-- Task --
Word for word, repeat each record that follows.

<<<<

use std::{fmt, str::FromStr};

use serde::{Deserialize, Serialize};

/// Placeholder for a missing upstream title.
pub const UNKNOWN_TITLE: &str = "unknown";
/// Placeholder for a missing upstream artist name.
pub const UNKNOWN_ARTIST: &str = "unknown artist";
/// Placeholder for a missing upstream album name.
pub const UNKNOWN_ALBUM: &str = "unknown album";

/// Identifies which catalog provider produced a record.
///
/// The wire tags follow the LX Music source codes: `mg` for Migu and `wy`
/// for Netease Cloud Music.
#[derive(Debug, Clone, Copy, PartialEq, Eq, Serialize, Deserialize)]
pub enum SourceId {
    #[serde(rename = "mock")]
    Mock,
    #[serde(rename = "mg")]
    Migu,
    #[serde(rename = "wy")]
    Netease,
}

impl SourceId {
    pub fn as_str(&self) -> &'static str {
        match self {
            SourceId::Mock => "mock",
            SourceId::Migu => "mg",
            SourceId::Netease => "wy",
        }
    }
}

impl fmt::Display for SourceId {
    fn fmt(&self, f: &mut fmt::Formatter<'_>) -> fmt::Result {
        f.write_str(self.as_str())
    }
}

impl FromStr for SourceId {
    type Err = String;

    fn from_str(s: &str) -> Result<Self, Self::Err> {
        match s {
            "mock" => Ok(SourceId::Mock),
            "mg" | "migu" => Ok(SourceId::Migu),
            "wy" | "netease" => Ok(SourceId::Netease),
            other => Err(format!(
                "unknown provider '{}', expected one of: mock, mg, wy",
                other
            )),
        }
    }
}

/// One raw lyric line or segment, in the order the provider returned it.
#[derive(Debug, Clone, Serialize, Deserialize)]
pub struct LyricBlock {
    pub content: String,
}

/// Provider-native lyric payload: raw blocks plus an optional translation
/// channel. Flattened into two strings at the façade boundary.
#[derive(Debug, Clone, Default, Serialize, Deserialize)]
pub struct Lyric {
    pub blocks: Vec<LyricBlock>,
    pub translation: String,
}

impl Lyric {
    pub fn is_empty(&self) -> bool {
        self.blocks.is_empty()
    }
}

/// The full unified record, as produced by a provider at search time.
///
/// `resolution_token` is the provider-specific opaque handle some providers
/// need for a second upstream call (e.g. Migu's copyright id). It lives only
/// in the cache and is never serialized to the client.
#[derive(Debug, Clone)]
pub struct Track {
    pub id: String,
    pub title: String,
    pub artist: String,
    pub album: String,
    /// Duration in whole seconds.
    pub duration: u64,
    pub pic: String,
    /// Direct playback URL when known at search time, otherwise empty until
    /// resolved.
    pub url: String,
    pub source: SourceId,
    pub resolution_token: Option<String>,
    pub lyric: Lyric,
}

/// The light projection of a [`Track`] returned by a search: the exact wire
/// shape of one entry in the `/search` result list.
#[derive(Debug, Clone, Serialize, Deserialize)]
pub struct TrackSummary {
    pub id: String,
    pub title: String,
    pub artist: String,
    pub album: String,
    pub duration: u64,
    pub pic: String,
    pub source: SourceId,
}

impl From<&Track> for TrackSummary {
    fn from(track: &Track) -> Self {
        Self {
            id: track.id.clone(),
            title: track.title.clone(),
            artist: track.artist.clone(),
            album: track.album.clone(),
            duration: track.duration,
            pic: track.pic.clone(),
            source: track.source,
        }
    }
}

/// The full record wire shape served by `/song`: the light fields plus the
/// flattened lyric pair and the playback URL known at search time (empty for
/// providers that resolve URLs on demand).
#[derive(Debug, Clone, Serialize, Deserialize)]
pub struct TrackDetail {
    pub id: String,
    pub title: String,
    pub artist: String,
    pub album: String,
    pub duration: u64,
    pub pic: String,
    pub lyric: String,
    pub tlyric: String,
    pub url: String,
    pub source: SourceId,
}

impl From<&Track> for TrackDetail {
    fn from(track: &Track) -> Self {
        let (lyric, tlyric) = crate::utils::flatten_lyric(&track.lyric);
        Self {
            id: track.id.clone(),
            title: track.title.clone(),
            artist: track.artist.clone(),
            album: track.album.clone(),
            duration: track.duration,
            pic: track.pic.clone(),
            lyric,
            tlyric,
            url: track.url.clone(),
            source: track.source,
        }
    }
}

/// One page of search results, echoing the requested page and limit.
#[derive(Debug, Clone, Serialize, Deserialize)]
pub struct SearchPage {
    pub list: Vec<TrackSummary>,
    pub total: u64,
    pub page: u32,
    pub limit: u32,
}

/// A resolved playback URL with its actual bitrate in kbps.
#[derive(Debug, Clone, Serialize, Deserialize)]
pub struct PlaybackUrl {
    pub url: String,
    pub br: u32,
}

>>>>

-- Exercise result --
use std::{fmt, str::FromStr};

use serde::{Deserialize, Serialize};

/// Placeholder for a missing upstream title.
pub const UNKNOWN_TITLE: &str = "unknown";
/// Placeholder for a missing upstream artist name.
pub const UNKNOWN_ARTIST: &str = "unknown artist";
/// Placeholder for a missing upstream album name.
pub const UNKNOWN_ALBUM: &str = "unknown album";

/// Identifies which catalog provider produced a record.
///
/// The wire tags follow the LX Music source codes: `mg` for Migu and `wy`
/// for Netease Cloud Music.
#[derive(Debug, Clone, Copy, PartialEq, Eq, Serialize, Deserialize)]
pub enum SourceId {
    #[serde(rename = "mock")]
    Mock,
    #[serde(rename = "mg")]
    Migu,
    #[serde(rename = "wy")]
    Netease,
}

impl SourceId {
    pub fn as_str(&self) -> &'static str {
        match self {
            SourceId::Mock => "mock",
            SourceId::Migu => "mg",
            SourceId::Netease => "wy",
        }
    }
}

impl fmt::Display for SourceId {
    fn fmt(&self, f: &mut fmt::Formatter<'_>) -> fmt::Result {
        f.write_str(self.as_str())
    }
}

impl FromStr for SourceId {
    type Err = String;

    fn from_str(s: &str) -> Result<Self, Self::Err> {
        match s {
            "mock" => Ok(SourceId::Mock),
            "mg" | "migu" => Ok(SourceId::Migu),
            "wy" | "netease" => Ok(SourceId::Netease),
            other => Err(format!(
                "unknown provider '{}', expected one of: mock, mg, wy",
                other
            )),
        }
    }
}

/// One raw lyric line or segment, in the order the provider returned it.
#[derive(Debug, Clone, Serialize, Deserialize)]
pub struct LyricBlock {
    pub content: String,
}

/// Provider-native lyric payload: raw blocks plus an optional translation
/// channel. Flattened into two strings at the façade boundary.
#[derive(Debug, Clone, Default, Serialize, Deserialize)]
pub struct Lyric {
    pub blocks: Vec<LyricBlock>,
    pub translation: String,
}

impl Lyric {
    pub fn is_empty(&self) -> bool {
        self.blocks.is_empty()
    }
}

/// The full unified record, as produced by a provider at search time.
///
/// `resolution_token` is the provider-specific opaque handle some providers
/// need for a second upstream call (e.g. Migu's copyright id). It lives only
/// in the cache and is never serialized to the client.
#[derive(Debug, Clone)]
pub struct Track {
    pub id: String,
    pub title: String,
    pub artist: String,
    pub album: String,
    /// Duration in whole seconds.
    pub duration: u64,
    pub pic: String,
    /// Direct playback URL when known at search time, otherwise empty until
    /// resolved.
    pub url: String,
    pub source: SourceId,
    pub resolution_token: Option<String>,
    pub lyric: Lyric,
}

/// The light projection of a [`Track`] returned by a search: the exact wire
/// shape of one entry in the `/search` result list.
#[derive(Debug, Clone, Serialize, Deserialize)]
pub struct TrackSummary {
    pub id: String,
    pub title: String,
    pub artist: String,
    pub album: String,
    pub duration: u64,
    pub pic: String,
    pub source: SourceId,
}

impl From<&Track> for TrackSummary {
    fn from(track: &Track) -> Self {
        Self {
            id: track.id.clone(),
            title: track.title.clone(),
            artist: track.artist.clone(),
            album: track.album.clone(),
            duration: track.duration,
            pic: track.pic.clone(),
            source: track.source,
        }
    }
}

/// The full record wire shape served by `/song`: the light fields plus the
/// flattened lyric pair and the playback URL known at search time (empty for
/// providers that resolve URLs on demand).
#[derive(Debug, Clone, Serialize, Deserialize)]
pub struct TrackDetail {
    pub id: String,
    pub title: String,
    pub artist: String,
    pub album: String,
    pub duration: u64,
    pub pic: String,
    pub lyric: String,
    pub tlyric: String,
    pub url: String,
    pub source: SourceId,
}

impl From<&Track> for TrackDetail {
    fn from(track: &Track) -> Self {
        let (lyric, tlyric) = crate::utils::flatten_lyric(&track.lyric);
        Self {
            id: track.id.clone(),
            title: track.title.clone(),
            artist: track.artist.clone(),
            album: track.album.clone(),
            duration: track.duration,
            pic: track.pic.clone(),
            lyric,
            tlyric,
            url: track.url.clone(),
            source: track.source,
        }
    }
}

/// One page of search results, echoing the requested page and limit.
#[derive(Debug, Clone, Serialize, Deserialize)]
pub struct SearchPage {
    pub list: Vec<TrackSummary>,
    pub total: u64,
    pub page: u32,
    pub limit: u32,
}

/// A resolved playback URL with its actual bitrate in kbps.
#[derive(Debug, Clone, Serialize, Deserialize)]
pub struct PlaybackUrl {
    pub url: String,
    pub br: u32,
}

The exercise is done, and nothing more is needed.